The stereo-reversed advantage for vection (reported here for the first time) shows that stereoscopic information does not need to be consistent with monocularly available information in order to improve vection. Even when the stereoscopic motion used in this study had the opposite sign to the monocular motion signals, it was still capable of enhancing experiences of vection-in-depth. We have previously shown that stereoscopic advantages for vection persist, and sometimes even increase, when there are differences in the magnitudes of the stereoscopic and monocular motion signals provided (e.g. Palmisano et al., 2019).
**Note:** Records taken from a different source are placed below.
//! Generator options and the flags resolved from them.
//!
//! [`GeneratorOptions`] is what a user writes (a YAML, TOML or JSON file, or a
//! property map handed over by a host). It is resolved once per generation run
//! into [`GenerationFlags`], which is immutable for the rest of the run.
//!
//! Boolean options are lenient: both `true` and `"true"` are accepted, since
//! hosts frequently pass every option through as a string.
//!
//! # Example
//!
//! ```rust
//! use playgen::core::config::GeneratorOptions;
//!
//! let options: GeneratorOptions =
//!     serde_yaml::from_str("controllerOnly: \"true\"\nwrapCalls: false").unwrap();
//! let flags = options.resolve();
//! assert!(flags.controller_only);
//! assert!(!flags.wrap_calls);
//! assert!(flags.use_interfaces);
//! ```

use std::path::Path;

use serde::{Deserialize, Deserializer, Serialize};
use serde_json::{Map as JsonMap, Value as JsonValue, json};
use serde_value::Value as SerdeValue;
use tokio::fs;
use tracing::debug;

use crate::core::error::{Error, Result};

pub const DEFAULT_TITLE: &str = "openapi-java-playframework";
pub const DEFAULT_CONFIG_PACKAGE: &str = "org.openapitools.configuration";
pub const DEFAULT_BASE_PACKAGE: &str = "org.openapitools";
pub const DEFAULT_API_PACKAGE: &str = "controllers";
pub const DEFAULT_MODEL_PACKAGE: &str = "apimodels";

/// User-facing generator options, as read from a configuration source.
#[derive(Debug, Clone, PartialEq, Eq, Serialize, Deserialize)]
#[serde(rename_all = "camelCase", default)]
pub struct GeneratorOptions {
    /// Server title name
    pub title: String,
    /// Configuration package for generated code
    pub config_package: String,
    /// Base package for generated code
    pub base_package: String,
    /// Package holding the generated controllers
    pub api_package: String,
    /// Package holding the generated models
    pub model_package: String,
    /// Generate only the route-facing controllers, no implementation stubs
    #[serde(deserialize_with = "deserialize_flag")]
    pub controller_only: bool,
    /// Make the controller implementations implement an interface
    #[serde(deserialize_with = "deserialize_flag")]
    pub use_interfaces: bool,
    /// Emit a centralized error handler
    #[serde(deserialize_with = "deserialize_flag")]
    pub handle_exceptions: bool,
    /// Wrap each controller call (metrics, response rewriting, ...)
    #[serde(deserialize_with = "deserialize_flag")]
    pub wrap_calls: bool,
    /// Serve the API description through a documentation route
    #[serde(rename = "useSwaggerUI", deserialize_with = "deserialize_flag")]
    pub use_swagger_ui: bool,
    /// Generate asynchronous controller signatures
    #[serde(deserialize_with = "deserialize_flag")]
    pub support_async: bool,
    /// Annotate models and parameters with bean validation constraints
    #[serde(deserialize_with = "deserialize_flag")]
    pub use_bean_validation: bool,
}

impl Default for GeneratorOptions {
    fn default() -> Self {
        Self {
            title: DEFAULT_TITLE.to_string(),
            config_package: DEFAULT_CONFIG_PACKAGE.to_string(),
            base_package: DEFAULT_BASE_PACKAGE.to_string(),
            api_package: DEFAULT_API_PACKAGE.to_string(),
            model_package: DEFAULT_MODEL_PACKAGE.to_string(),
            controller_only: false,
            use_interfaces: true,
            handle_exceptions: true,
            wrap_calls: true,
            use_swagger_ui: true,
            support_async: false,
            use_bean_validation: true,
        }
    }
}

impl GeneratorOptions {
    /// Load options from a file. The extension selects the format
    /// (`.yaml`/`.yml`, `.toml` or `.json`).
    ///
    /// # Errors
    ///
    /// Returns an error if the file can't be read, has an unknown extension,
    /// or contains an invalid option value.
    pub async fn load(path: &Path) -> Result<Self> {
        debug!(config_path = %path.display(), "Reading generator options");

        let content = fs::read_to_string(path).await.map_err(|e| {
            Error::config(format!(
                "Failed to read generator options at {}: {}",
                path.display(),
                e
            ))
        })?;

        let extension = path
            .extension()
            .and_then(|ext| ext.to_str())
            .map(str::to_ascii_lowercase);

        let options = match extension.as_deref() {
            Some("yaml") | Some("yml") => serde_yaml::from_str(&content)?,
            Some("toml") => toml::from_str(&content)?,
            Some("json") => serde_json::from_str(&content)?,
            _ => {
                return Err(Error::config(format!(
                    "Unsupported options file format: {}",
                    path.display()
                )));
            }
        };

        Ok(options)
    }

    /// Build options from a loose property map, falling back to defaults
    /// for anything not present.
    pub fn from_properties(properties: &JsonMap<String, JsonValue>) -> Result<Self> {
        Ok(serde_json::from_value(JsonValue::Object(
            properties.clone(),
        ))?)
    }

    /// Freeze the options into the flags used for the rest of the run.
    pub fn resolve(self) -> GenerationFlags {
        GenerationFlags {
            controller_only: self.controller_only,
            use_interfaces: self.use_interfaces,
            handle_exceptions: self.handle_exceptions,
            wrap_calls: self.wrap_calls,
            use_swagger_ui: self.use_swagger_ui,
            support_async: self.support_async,
            use_bean_validation: self.use_bean_validation,
            title: self.title,
            config_package: self.config_package,
            base_package: self.base_package,
            api_package: self.api_package,
            model_package: self.model_package,
        }
    }
}

/// Flags for one generation run, resolved from [`GeneratorOptions`].
#[derive(Debug, Clone, PartialEq, Eq)]
pub struct GenerationFlags {
    pub controller_only: bool,
    pub use_interfaces: bool,
    pub handle_exceptions: bool,
    pub wrap_calls: bool,
    pub use_swagger_ui: bool,
    pub support_async: bool,
    pub use_bean_validation: bool,
    pub title: String,
    pub config_package: String,
    pub base_package: String,
    pub api_package: String,
    pub model_package: String,
}

impl Default for GenerationFlags {
    fn default() -> Self {
        GeneratorOptions::default().resolve()
    }
}

impl GenerationFlags {
    /// The resolved values as template properties, keyed the way templates
    /// expect them, plus the fixed Java toolchain properties.
    pub fn to_properties(&self) -> JsonMap<String, JsonValue> {
        let mut props = JsonMap::new();
        props.insert("title".into(), json!(self.title));
        props.insert("configPackage".into(), json!(self.config_package));
        props.insert("basePackage".into(), json!(self.base_package));
        props.insert("apiPackage".into(), json!(self.api_package));
        props.insert("modelPackage".into(), json!(self.model_package));
        props.insert("controllerOnly".into(), json!(self.controller_only));
        props.insert("useInterfaces".into(), json!(self.use_interfaces));
        props.insert("handleExceptions".into(), json!(self.handle_exceptions));
        props.insert("wrapCalls".into(), json!(self.wrap_calls));
        props.insert("useSwaggerUI".into(), json!(self.use_swagger_ui));
        props.insert("supportAsync".into(), json!(self.support_async));
        props.insert("useBeanValidation".into(), json!(self.use_bean_validation));
        props.insert("java8".into(), json!(true));
        props.insert("javaVersion".into(), json!("1.8"));
        props.insert("jdk8".into(), json!("true"));
        props
    }
}

/// Accept either a boolean or a `"true"`/`"false"` string
fn deserialize_flag<'de, D>(deserializer: D) -> std::result::Result<bool, D::Error>
where
    D: Deserializer<'de>,
{
    match SerdeValue::deserialize(deserializer)? {
        SerdeValue::Bool(b) => Ok(b),
        SerdeValue::String(s) => match s.trim().to_ascii_lowercase().as_str() {
            "true" => Ok(true),
            "false" => Ok(false),
            _ => Err(serde::de::Error::custom(format!(
                "Expected a boolean, got '{s}'"
            ))),
        },
        _ => Err(serde::de::Error::custom(
            "Expected a boolean or a \"true\"/\"false\" string",
        )),
    }
}
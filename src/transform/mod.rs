//! Transformation pipeline from the generic IR to the Play-specific IR.
//!
//! One [`Transformer`] runs per generation run:
//! 1. every operation gets its route normalized and its types simplified
//! 2. every raw security scheme is decorated
//! 3. each operation's security requirements are resolved against the
//!    decorated schemes, narrowing OAuth schemes to the scopes it asks for
//! 4. the artifact plan is assembled from the flags
//!
//! Steps 1 and 2 touch each value independently. Step 3 needs step 2 to be
//! complete.

pub mod artifacts;
pub mod route;
pub mod security;
pub mod shape;

pub use artifacts::{ApiArtifact, ArtifactBinding, ArtifactPlan, SupportingFile};
pub use security::DecoratedSecurityScheme;

use std::collections::BTreeSet;

use serde_json::Value as JsonValue;
use tracing::{debug, info, warn};

use crate::core::config::GenerationFlags;
use crate::core::error::Result;
use crate::core::utils::to_proper_case;
use crate::ir::{ApiIr, Operation, SecurityScheme};

/// API class used for operations the parser didn't assign to a group
pub const DEFAULT_API_CLASS: &str = "Default";

/// Runs the transformation passes for one generation run
#[derive(Debug, Clone)]
pub struct Transformer {
    flags: GenerationFlags,
    primitives: BTreeSet<String>,
}

impl Transformer {
    pub fn new(flags: GenerationFlags) -> Self {
        Self {
            flags,
            primitives: shape::default_primitive_types(),
        }
    }

    /// Replace the primitive type names used to compute `return_type_is_primitive`
    pub fn with_primitives(mut self, primitives: BTreeSet<String>) -> Self {
        self.primitives = primitives;
        self
    }

    pub fn flags(&self) -> &GenerationFlags {
        &self.flags
    }

    /// Normalize the route and simplify the types of a single operation.
    ///
    /// # Errors
    ///
    /// Returns [`crate::Error::MalformedPath`] if the route's placeholders are malformed.
    pub fn transform_operation(&self, op: &mut Operation) -> Result<()> {
        op.path = route::normalize(&op.operation_id, &op.path)?;
        shape::simplify(op, &self.primitives);
        debug!(
            operation_id = %op.operation_id,
            path = %op.path,
            "Transformed operation"
        );
        Ok(())
    }

    pub fn decorate_schemes(&self, schemes: Vec<SecurityScheme>) -> Vec<DecoratedSecurityScheme> {
        schemes
            .into_iter()
            .map(DecoratedSecurityScheme::decorate)
            .collect()
    }

    /// Fill `auth_methods` from the operation's security requirements.
    ///
    /// OAuth requirements naming scopes get a view narrowed to those scopes;
    /// every other requirement gets the decorated scheme as is. References to
    /// undeclared schemes are skipped.
    pub fn resolve_auth_methods(&self, op: &mut Operation, schemes: &[DecoratedSecurityScheme]) {
        let mut auth_methods = Vec::with_capacity(op.security.len());
        for requirement in &op.security {
            let Some(scheme) = schemes.iter().find(|s| s.name() == requirement.scheme) else {
                warn!(
                    operation_id = %op.operation_id,
                    scheme = %requirement.scheme,
                    "Operation references an undeclared security scheme"
                );
                continue;
            };

            if scheme.base.is_oauth() && !requirement.scopes.is_empty() {
                auth_methods.push(scheme.filter_by_scopes(&requirement.scopes));
            } else {
                auth_methods.push(scheme.clone());
            }
        }
        op.auth_methods = auth_methods;
    }

    /// Run every pass over the parser's IR.
    ///
    /// # Errors
    ///
    /// Fails on the first operation whose route is malformed.
    pub fn run(&self, ir: ApiIr) -> Result<GenerationBundle> {
        let ApiIr {
            mut operations,
            security_schemes,
            document,
        } = ir;

        info!(
            operations = operations.len(),
            security_schemes = security_schemes.len(),
            "Transforming API model"
        );

        for op in &mut operations {
            self.transform_operation(op)?;
        }

        let security_schemes = self.decorate_schemes(security_schemes);
        for op in &mut operations {
            self.resolve_auth_methods(op, &security_schemes);
        }

        let plan = ArtifactPlan::assemble(&self.flags);
        info!(
            supporting_files = plan.supporting_files.len(),
            api_artifacts = plan.api_artifacts.len(),
            "Assembled artifact plan"
        );

        Ok(GenerationBundle {
            flags: self.flags.clone(),
            operations,
            security_schemes,
            plan,
            document,
        })
    }
}

/// The transformed IR plus the artifact plan, ready for rendering
#[derive(Debug, Clone)]
pub struct GenerationBundle {
    pub flags: GenerationFlags,
    pub operations: Vec<Operation>,
    pub security_schemes: Vec<DecoratedSecurityScheme>,
    pub plan: ArtifactPlan,
    pub document: Option<JsonValue>,
}

impl GenerationBundle {
    /// API class name of an operation
    pub fn api_class_of(op: &Operation) -> String {
        let class = to_proper_case(&op.base_name);
        if class.is_empty() {
            DEFAULT_API_CLASS.to_string()
        } else {
            class
        }
    }

    /// Distinct API classes, sorted
    pub fn api_classes(&self) -> Vec<String> {
        self.operations
            .iter()
            .map(Self::api_class_of)
            .collect::<BTreeSet<_>>()
            .into_iter()
            .collect()
    }

    pub fn operations_for<'a>(&'a self, api_class: &'a str) -> impl Iterator<Item = &'a Operation> {
        self.operations
            .iter()
            .filter(move |op| Self::api_class_of(op) == api_class)
    }

    /// Resolved template-to-output bindings for this run
    pub fn bindings(&self) -> Vec<ArtifactBinding> {
        self.plan.bindings(&self.api_classes())
    }
}
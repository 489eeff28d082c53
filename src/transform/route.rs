//! Route syntax normalization.
//!
//! Rewrites brace placeholders (`/pet/{pet_id}`) into the Play routes syntax
//! (`/pet/:petId`). Placeholder names are lower camel cased; everything else
//! in the path is left as written.

use once_cell::sync::Lazy;
use regex::Regex;

use crate::core::error::{Error, Result};
use crate::core::utils::to_camel_case;

static PLACEHOLDER: Lazy<Regex> = Lazy::new(|| Regex::new(r"\{([^{}]+)\}").unwrap());

/// Normalize a route template for the operation named `operation_id`.
///
/// # Errors
///
/// Returns [`Error::MalformedPath`] when the braces are unbalanced, nested or
/// enclose a name with no identifier characters.
///
/// # Examples
/// ```
/// use playgen::transform::route::normalize;
///
/// assert_eq!(normalize("getPet", "/pet/{pet_id}").unwrap(), "/pet/:petId");
/// assert_eq!(normalize("listPets", "/pets").unwrap(), "/pets");
/// assert!(normalize("getPet", "/pet/{petId").is_err());
/// ```
pub fn normalize(operation_id: &str, path: &str) -> Result<String> {
    check_braces(path).map_err(|reason| Error::malformed_path(operation_id, path, reason))?;

    let mut normalized = String::with_capacity(path.len());
    let mut last = 0;
    for caps in PLACEHOLDER.captures_iter(path) {
        let (Some(whole), Some(name)) = (caps.get(0), caps.get(1)) else {
            continue;
        };
        let param = to_camel_case(name.as_str());
        if param.is_empty() {
            return Err(Error::malformed_path(
                operation_id,
                path,
                format!(
                    "placeholder '{}' at byte {} has no identifier characters",
                    whole.as_str(),
                    whole.start()
                ),
            ));
        }
        normalized.push_str(&path[last..whole.start()]);
        normalized.push(':');
        normalized.push_str(&param);
        last = whole.end();
    }
    normalized.push_str(&path[last..]);
    Ok(normalized)
}

/// Every `{` must be closed by a `}` before the next `{`, with something in between
fn check_braces(path: &str) -> std::result::Result<(), String> {
    let mut open: Option<usize> = None;
    for (idx, ch) in path.char_indices() {
        match (ch, open) {
            ('{', None) => open = Some(idx),
            ('{', Some(start)) => {
                return Err(format!(
                    "nested '{{' at byte {idx} inside placeholder opened at byte {start}"
                ));
            }
            ('}', None) => return Err(format!("unmatched '}}' at byte {idx}")),
            ('}', Some(start)) if idx == start + 1 => {
                return Err(format!("empty placeholder at byte {start}"));
            }
            ('}', Some(_)) => open = None,
            _ => {}
        }
    }

    match open {
        Some(start) => Err(format!("unclosed '{{' at byte {start}")),
        None => Ok(()),
    }
}
//! Artifact selection driven by generation flags.
//!
//! [`ArtifactPlan::assemble`] is a pure function of [`GenerationFlags`]. It
//! lists the supporting files rendered once per run, and the API templates
//! rendered once per API class.

use std::fmt;

use serde::Serialize;

use crate::core::config::GenerationFlags;

/// A template rendered once per run
#[derive(Debug, Clone, PartialEq, Eq, Serialize)]
pub struct SupportingFile {
    pub template: &'static str,
    /// Destination folder relative to the output root; empty for the root
    pub folder: String,
    pub file_name: &'static str,
}

impl SupportingFile {
    fn new(template: &'static str, folder: impl Into<String>, file_name: &'static str) -> Self {
        Self {
            template,
            folder: folder.into(),
            file_name,
        }
    }

    /// Destination path relative to the output root
    pub fn destination(&self) -> String {
        if self.folder.is_empty() {
            self.file_name.to_string()
        } else {
            format!("{}/{}", self.folder, self.file_name)
        }
    }
}

/// What an API template produces for each API class
#[derive(Debug, Clone, Copy, PartialEq, Eq, Hash, Serialize)]
pub enum ApiArtifact {
    /// Route-facing controller
    Controller,
    /// Implementation stub the user fills in
    Implementation,
    /// Interface implemented by the stub
    Interface,
}

impl ApiArtifact {
    pub fn template(&self) -> &'static str {
        match self {
            Self::Controller => "newApiController.tera",
            Self::Implementation => "newApi.tera",
            Self::Interface => "newApiInterface.tera",
        }
    }

    /// Appended to the API class name to form the output file name
    pub fn suffix(&self) -> &'static str {
        match self {
            Self::Controller => "Controller.java",
            Self::Implementation => "ControllerImp.java",
            Self::Interface => "ControllerImpInterface.java",
        }
    }
}

impl fmt::Display for ApiArtifact {
    fn fmt(&self, f: &mut fmt::Formatter<'_>) -> fmt::Result {
        write!(f, "{}", self.template())
    }
}

/// One resolved template-to-output binding
#[derive(Debug, Clone, PartialEq, Eq, Serialize)]
pub struct ArtifactBinding {
    pub template: &'static str,
    pub destination: String,
    /// API class this binding renders, for per-class templates
    pub api_class: Option<String>,
}

/// Everything the renderer must produce for one run
#[derive(Debug, Clone, PartialEq, Eq, Serialize)]
pub struct ArtifactPlan {
    pub supporting_files: Vec<SupportingFile>,
    pub api_artifacts: Vec<ApiArtifact>,
    /// Folder the per-class files land in
    pub api_folder: String,
}

impl ArtifactPlan {
    /// Compute the plan for a set of flags.
    ///
    /// Interface artifacts are only produced for full (not controller-only)
    /// generation.
    pub fn assemble(flags: &GenerationFlags) -> Self {
        let with_interfaces = !flags.controller_only && flags.use_interfaces;
        let api_folder = format!("app/{}", flags.api_package.replace('.', "/"));

        let supporting_files = [
            Some(SupportingFile::new("README.tera", "", "README")),
            Some(SupportingFile::new("LICENSE.tera", "", "LICENSE")),
            Some(SupportingFile::new("build.tera", "", "build.sbt")),
            Some(SupportingFile::new("buildproperties.tera", "project", "build.properties")),
            Some(SupportingFile::new("plugins.tera", "project", "plugins.sbt")),
            Some(SupportingFile::new("logback.tera", "conf", "logback.xml")),
            Some(SupportingFile::new("application.tera", "conf", "application.conf")),
            Some(SupportingFile::new("routes.tera", "conf", "routes")),
            with_interfaces.then(|| SupportingFile::new("module.tera", "app", "Module.java")),
            Some(SupportingFile::new("openapiUtils.tera", "app/openapitools", "OpenAPIUtils.java")),
            Some(SupportingFile::new(
                "securityApiUtils.tera",
                "app/openapitools",
                "SecurityAPIUtils.java",
            )),
            flags.handle_exceptions.then(|| {
                SupportingFile::new("errorHandler.tera", "app/openapitools", "ErrorHandler.java")
            }),
            flags
                .wrap_calls
                .then(|| SupportingFile::new("apiCall.tera", "app/openapitools", "ApiCall.java")),
            flags
                .use_swagger_ui
                .then(|| SupportingFile::new("openapi.tera", "public", "openapi.json")),
            flags.use_swagger_ui.then(|| {
                SupportingFile::new("apiDocController.tera", api_folder.clone(), "ApiDocController.java")
            }),
        ]
        .into_iter()
        .flatten()
        .collect();

        let api_artifacts = [
            Some(ApiArtifact::Controller),
            (!flags.controller_only).then_some(ApiArtifact::Implementation),
            with_interfaces.then_some(ApiArtifact::Interface),
        ]
        .into_iter()
        .flatten()
        .collect();

        Self {
            supporting_files,
            api_artifacts,
            api_folder,
        }
    }

    pub fn has_supporting_file(&self, template: &str) -> bool {
        self.supporting_files.iter().any(|f| f.template == template)
    }

    pub fn has_api_artifact(&self, artifact: ApiArtifact) -> bool {
        self.api_artifacts.contains(&artifact)
    }

    /// Destination of one API artifact for one API class
    pub fn api_destination(&self, artifact: ApiArtifact, api_class: &str) -> String {
        format!("{}/{}{}", self.api_folder, api_class, artifact.suffix())
    }

    /// Ordered bindings: supporting files first, then each API class's files.
    pub fn bindings<S: AsRef<str>>(&self, api_classes: &[S]) -> Vec<ArtifactBinding> {
        let supporting = self.supporting_files.iter().map(|file| ArtifactBinding {
            template: file.template,
            destination: file.destination(),
            api_class: None,
        });

        let per_class = api_classes.iter().flat_map(|class| {
            let class = class.as_ref();
            self.api_artifacts.iter().map(move |artifact| ArtifactBinding {
                template: artifact.template(),
                destination: self.api_destination(*artifact, class),
                api_class: Some(class.to_string()),
            })
        });

        supporting.chain(per_class).collect()
    }
}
When taken together, these findings along with the correlation between stereoscopic advantages for perceived motion-in-depth and vection, suggest that stereoscopic information might only need to be dynamic (as opposed to static) in order to improve vection-in-depth. However, we also appeared to find an added advantage for stereo-consistent (over stereo-reversed) conditions in the current study. While stereo-reversed advantages for vection strength were only sometimes found, stereo-consistent advantages for vection strength and vection onset latency were always found. Thus, we propose that stereoscopic motion is capable of enhancing vection-in-depth in at least two different ways: (1) by triggering binocular motion-in-depth processing; and (2) by providing binocular motion-in-depth information which (when compatible) is used to supplement monocularly-available information about self-motion.